§ SUPPLIED ENTRIES
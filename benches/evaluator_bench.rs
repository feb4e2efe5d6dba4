use std::fmt::Write;

use criterion::{BenchmarkId, Criterion, Throughput, black_box, criterion_group, criterion_main};
use circa::graph::BranchId;
use circa::runtime::migration::migrate_stateful_values;
use circa::runtime::vm::run_branch;
use circa::script::{load_script, parse_script};
use circa::world::World;

const FACTORIAL: &str = r#"{ "statements": [
    { "def": "f", "inputs": [["n", "int"]], "output": "int", "body": [
        { "if": [{ "condition": { "call": "less_than", "args": [{ "ref": "n" }, 2] },
                   "body": [{ "return": 1 }] }],
          "else": [{ "return": { "call": "mult", "args": [
              { "ref": "n" },
              { "call": "f", "args": [{ "call": "sub", "args": [{ "ref": "n" }, 1] }] }
          ] } }] }
    ] },
    { "let": "result", "value": { "call": "f", "args": [12] } }
] }"#;

fn load(world: &mut World, text: &str) -> BranchId {
    let branch = world.create_branch(None);
    let script = parse_script(text).unwrap_or_else(|err| panic!("{}", err));
    load_script(world, branch, &script, None).unwrap_or_else(|err| panic!("{}", err));
    branch
}

/// `count` independent counters, each a state and an assign.
fn counters_source(count: usize) -> String {
    let mut statements = Vec::with_capacity(count * 2);
    for i in 0..count {
        let mut pair = String::new();
        write!(
            pair,
            r#"{{ "state": "c{i}", "type": "int", "initial": 0 }},
               {{ "assign": "c{i}", "value": {{ "call": "add", "args": [{{ "ref": "c{i}" }}, 1] }} }}"#
        )
        .unwrap();
        statements.push(pair);
    }
    format!(r#"{{ "statements": [{}] }}"#, statements.join(", "))
}

fn bench_recursion(c: &mut Criterion) {
    let mut world = World::new().unwrap();
    let branch = load(&mut world, FACTORIAL);

    let mut group = c.benchmark_group("evaluator/recursion");
    group.bench_function("factorial_12", |b| {
        b.iter(|| {
            let stack = run_branch(&mut world, black_box(branch)).unwrap();
            black_box(stack.failure().is_none());
        });
    });
    group.finish();
}

fn bench_state(c: &mut Criterion) {
    let mut group = c.benchmark_group("evaluator/state");
    for count in [10usize, 100, 1000] {
        let source = counters_source(count);
        group.throughput(Throughput::Elements(count as u64));

        group.bench_with_input(BenchmarkId::new("run", count), &source, |b, src| {
            let mut world = World::new().unwrap();
            let branch = load(&mut world, src);
            b.iter(|| black_box(run_branch(&mut world, branch).unwrap()));
        });

        group.bench_with_input(BenchmarkId::new("load_and_migrate", count), &source, |b, src| {
            let mut world = World::new().unwrap();
            let mut current = load(&mut world, src);
            run_branch(&mut world, current).unwrap();
            b.iter(|| {
                let next = load(&mut world, black_box(src));
                let trash = migrate_stateful_values(&mut world, current, next).unwrap();
                world.delete_branch(current).unwrap();
                current = next;
                black_box(trash);
            });
        });
    }
    group.finish();
}

criterion_group!(benches, bench_recursion, bench_state);
criterion_main!(benches);
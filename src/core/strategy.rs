use std::cmp::Ordering;

use super::types::{DebtItem, Strategy};

/// Step function of a promo's remaining months: the closer the intro rate
/// is to expiring, the more urgent the debt.
pub fn promo_risk_factor(debt: &DebtItem) -> f64 {
    let Some(promo) = &debt.promo else {
        return 0.0;
    };
    match promo.months_remaining {
        0..=3 => 1.0,
        4..=6 => 0.7,
        7..=9 => 0.4,
        _ => 0.15,
    }
}

/// Velocity composite: weight debts that free the most monthly cash flow
/// when eliminated, then debts burning the most interest per day, then
/// debts about to lose a promotional rate.
pub fn velocity_score(debt: &DebtItem) -> f64 {
    let daily_interest = debt.balance * debt.apr / 365.0;
    0.55 * debt.min_payment() + 0.35 * (daily_interest * 30.0) + 0.10 * (promo_risk_factor(debt) * 200.0)
}

/// Orders the active debts (balance above the paid-off epsilon) for one
/// month and returns their indices into `debts`. Used by both the
/// simulation engine and the ranking preview so the two can never drift.
/// Ties break ascending by id to keep results reproducible.
pub fn rank_active(strategy: Strategy, debts: &[DebtItem]) -> Vec<usize> {
    let mut order: Vec<usize> = (0..debts.len())
        .filter(|&i| !debts[i].is_paid_off())
        .collect();

    order.sort_by(|&a, &b| {
        let primary = match strategy {
            Strategy::Snowball => debts[a].balance.total_cmp(&debts[b].balance),
            Strategy::Avalanche => debts[b].apr.total_cmp(&debts[a].apr),
            Strategy::Velocity => velocity_score(&debts[b]).total_cmp(&velocity_score(&debts[a])),
        };
        match primary {
            Ordering::Equal => debts[a].id.cmp(&debts[b].id),
            other => other,
        }
    });

    order
}
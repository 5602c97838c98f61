use std::sync::atomic::{AtomicBool, Ordering};
use std::sync::{Arc, Mutex, RwLock};

use axum::extract::FromRef;
use chrono::{DateTime, Utc};
use rand::{RngCore, SeedableRng, rngs::StdRng};

use crate::config::Config;
use crate::error::PredictionError;
use crate::services::model_store::ModelStore;
use crate::services::prediction_service::PredictionEngine;
use crate::services::trainer::ModelArtifact;

#[derive(Clone)]
pub struct AppState {
    pub config: Arc<Config>,
    /// Active artifact. Readers clone the inner `Arc`, so a swap never
    /// disturbs a request already in flight.
    pub artifact: Arc<RwLock<Option<Arc<ModelArtifact>>>>,
    pub model_store: Arc<ModelStore>,
    /// Source of the weekly/monthly day-to-day variation
    pub variation_rng: Arc<Mutex<StdRng>>,
    /// Set while a retrain runs
    pub retraining: Arc<AtomicBool>,
    pub started_at: DateTime<Utc>,
}

impl FromRef<AppState> for Arc<Config> {
    fn from_ref(state: &AppState) -> Self {
        state.config.clone()
    }
}

impl AppState {
    pub fn new(config: Config, model_store: ModelStore) -> Self {
        let rng = match config.model.variation_seed {
            Some(seed) => StdRng::seed_from_u64(seed),
            None => StdRng::from_entropy(),
        };
        Self {
            config: Arc::new(config),
            artifact: Arc::new(RwLock::new(None)),
            model_store: Arc::new(model_store),
            variation_rng: Arc::new(Mutex::new(rng)),
            retraining: Arc::new(AtomicBool::new(false)),
            started_at: Utc::now(),
        }
    }

    pub fn artifact(&self) -> Result<Arc<ModelArtifact>, PredictionError> {
        self.artifact
            .read()
            .ok()
            .and_then(|slot| slot.clone())
            .ok_or(PredictionError::ModelUnavailable)
    }

    pub fn engine(&self) -> Result<PredictionEngine, PredictionError> {
        self.artifact().map(PredictionEngine::new)
    }

    pub fn is_model_ready(&self) -> bool {
        self.artifact().is_ok()
    }

    /// Replaces the active artifact in one step.
    pub fn publish_artifact(&self, artifact: ModelArtifact) {
        let kind = artifact.report.model_kind;
        let r2 = artifact.report.r2;
        match self.artifact.write() {
            Ok(mut slot) => {
                *slot = Some(Arc::new(artifact));
                tracing::info!("published {:?} artifact (holdout R² {:.4})", kind, r2);
            }
            Err(e) => tracing::error!("artifact lock poisoned, publish skipped: {}", e),
        }
    }

    /// An independent generator for one request, seeded from the shared one.
    pub fn request_rng(&self) -> StdRng {
        match self.variation_rng.lock() {
            Ok(mut shared) => StdRng::seed_from_u64(shared.next_u64()),
            Err(_) => StdRng::from_entropy(),
        }
    }

    pub fn is_retraining(&self) -> bool {
        self.retraining.load(Ordering::Acquire)
    }

    /// `None` when a retrain is already running.
    pub fn begin_retrain(&self) -> Option<RetrainGuard> {
        self.retraining
            .compare_exchange(false, true, Ordering::AcqRel, Ordering::Acquire)
            .ok()
            .map(|_| RetrainGuard { flag: self.retraining.clone() })
    }
}

/// Clears the retraining flag when dropped.
pub struct RetrainGuard {
    flag: Arc<AtomicBool>,
}

impl Drop for RetrainGuard {
    fn drop(&mut self) {
        self.flag.store(false, Ordering::Release);
    }
}
//! Error types for the prediction engine and its HTTP boundary.

use axum::{
    Json,
    http::StatusCode,
    response::{IntoResponse, Response},
};
use serde::Serialize;
use thiserror::Error;

/// Failures the engine can report.
#[derive(Error, Debug)]
pub enum PredictionError {
    /// Missing or invalid location / panel parameters. Rejected before the engine runs.
    #[error("configuration error: {0}")]
    Configuration(String),

    #[error("model is not available: no trained artifact has been loaded")]
    ModelUnavailable,

    #[error("unsupported prediction horizon '{0}' (expected daily, weekly or monthly)")]
    UnsupportedHorizon(String),

    /// Artifact load/save failure. Loads recover by retraining.
    #[error("artifact persistence error: {0}")]
    Persistence(String),

    #[error("model training failed: {0}")]
    Training(String),
}

impl From<serde_json::Error> for PredictionError {
    fn from(e: serde_json::Error) -> Self {
        PredictionError::Persistence(e.to_string())
    }
}

impl From<std::io::Error> for PredictionError {
    fn from(e: std::io::Error) -> Self {
        PredictionError::Persistence(e.to_string())
    }
}

/// Error surfaced by HTTP handlers.
#[derive(Error, Debug)]
pub enum ApiError {
    #[error(transparent)]
    Prediction(#[from] PredictionError),

    #[error("model retraining is already in progress")]
    RetrainInProgress,

    #[error("background task failed: {0}")]
    Task(String),
}

#[derive(Serialize)]
struct ErrorBody {
    success: bool,
    error: String,
}

impl IntoResponse for ApiError {
    fn into_response(self) -> Response {
        let status = match &self {
            ApiError::Prediction(PredictionError::Configuration(_))
            | ApiError::Prediction(PredictionError::UnsupportedHorizon(_)) => StatusCode::BAD_REQUEST,
            ApiError::Prediction(PredictionError::ModelUnavailable) => StatusCode::SERVICE_UNAVAILABLE,
            ApiError::RetrainInProgress => StatusCode::CONFLICT,
            ApiError::Prediction(PredictionError::Persistence(_))
            | ApiError::Prediction(PredictionError::Training(_))
            | ApiError::Task(_) => StatusCode::INTERNAL_SERVER_ERROR,
        };

        if status.is_server_error() {
            tracing::error!("request failed: {}", self);
        }

        let body = ErrorBody {
            success: false,
            error: self.to_string(),
        };
        (status, Json(body)).into_response()
    }
}
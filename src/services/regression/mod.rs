//! Candidate regressors and the serialized form of a fitted one.

pub mod boosting;
pub mod forest;
pub mod tree;

use serde::{Deserialize, Serialize};
use utoipa::ToSchema;

use crate::config::{GradientBoostingConfig, RandomForestConfig};
use boosting::GradientBoosting;
use forest::RandomForest;

#[derive(Debug, Clone, Copy, PartialEq, Eq, Serialize, Deserialize, ToSchema)]
#[serde(rename_all = "snake_case")]
pub enum ModelKind {
    RandomForest,
    GradientBoosting,
}

#[derive(Debug, Clone, PartialEq, Serialize, Deserialize)]
#[serde(tag = "kind", rename_all = "snake_case")]
pub enum FittedModel {
    RandomForest(RandomForest),
    GradientBoosting(GradientBoosting),
}

impl FittedModel {
    pub fn kind(&self) -> ModelKind {
        match self {
            FittedModel::RandomForest(_) => ModelKind::RandomForest,
            FittedModel::GradientBoosting(_) => ModelKind::GradientBoosting,
        }
    }

    pub fn n_features(&self) -> usize {
        match self {
            FittedModel::RandomForest(m) => m.n_features(),
            FittedModel::GradientBoosting(m) => m.n_features(),
        }
    }

    pub fn predict(&self, row: &[f64]) -> f64 {
        match self {
            FittedModel::RandomForest(m) => m.predict(row),
            FittedModel::GradientBoosting(m) => m.predict(row),
        }
    }

    pub fn predict_all(&self, rows: &[Vec<f64>]) -> Vec<f64> {
        rows.iter().map(|r| self.predict(r)).collect()
    }
}

/// A regressor recipe the trainer can fit and compare. Adding a candidate
/// means adding an implementation; the selection rule stays untouched.
pub trait CandidateRegressor: Send + Sync {
    fn kind(&self) -> ModelKind;

    fn fit(&self, x: &[Vec<f64>], y: &[f64], seed: u64) -> FittedModel;
}

impl CandidateRegressor for RandomForestConfig {
    fn kind(&self) -> ModelKind {
        ModelKind::RandomForest
    }

    fn fit(&self, x: &[Vec<f64>], y: &[f64], seed: u64) -> FittedModel {
        FittedModel::RandomForest(RandomForest::fit(x, y, self, seed))
    }
}

impl CandidateRegressor for GradientBoostingConfig {
    fn kind(&self) -> ModelKind {
        ModelKind::GradientBoosting
    }

    fn fit(&self, x: &[Vec<f64>], y: &[f64], seed: u64) -> FittedModel {
        FittedModel::GradientBoosting(GradientBoosting::fit(x, y, self, seed))
    }
}

#[cfg(test)]
mod tests {
    use super::*;

    #[test]
    fn fitted_model_round_trips_through_json() {
        let x: Vec<Vec<f64>> = (0..30).map(|i| vec![i as f64, 1.0]).collect();
        let y: Vec<f64> = (0..30).map(|i| (i / 10) as f64).collect();
        let cfg = GradientBoostingConfig { n_estimators: 3, ..Default::default() };
        let model = cfg.fit(&x, &y, 42);

        let json = serde_json::to_string(&model).unwrap();
        assert!(json.contains(r#""kind":"gradient_boosting""#));
        let back: FittedModel = serde_json::from_str(&json).unwrap();
        assert_eq!(back.kind(), ModelKind::GradientBoosting);
        assert_eq!(back.n_features(), 2);
        assert!((back.predict(&[25.0, 1.0]) - model.predict(&[25.0, 1.0])).abs() < 1e-9);
    }
}
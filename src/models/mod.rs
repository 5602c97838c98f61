pub mod api;
pub mod prediction;
pub mod weather;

§ WHAT TO PRODUCE
Look for the string "GradientBoostingConfig" in the data above and return every line that has it.

§ SOLUTION TO THE EXERCISE
use crate::config::{GradientBoostingConfig, RandomForestConfig};
impl CandidateRegressor for GradientBoostingConfig {
        let cfg = GradientBoostingConfig { n_estimators: 3, ..Default::default() };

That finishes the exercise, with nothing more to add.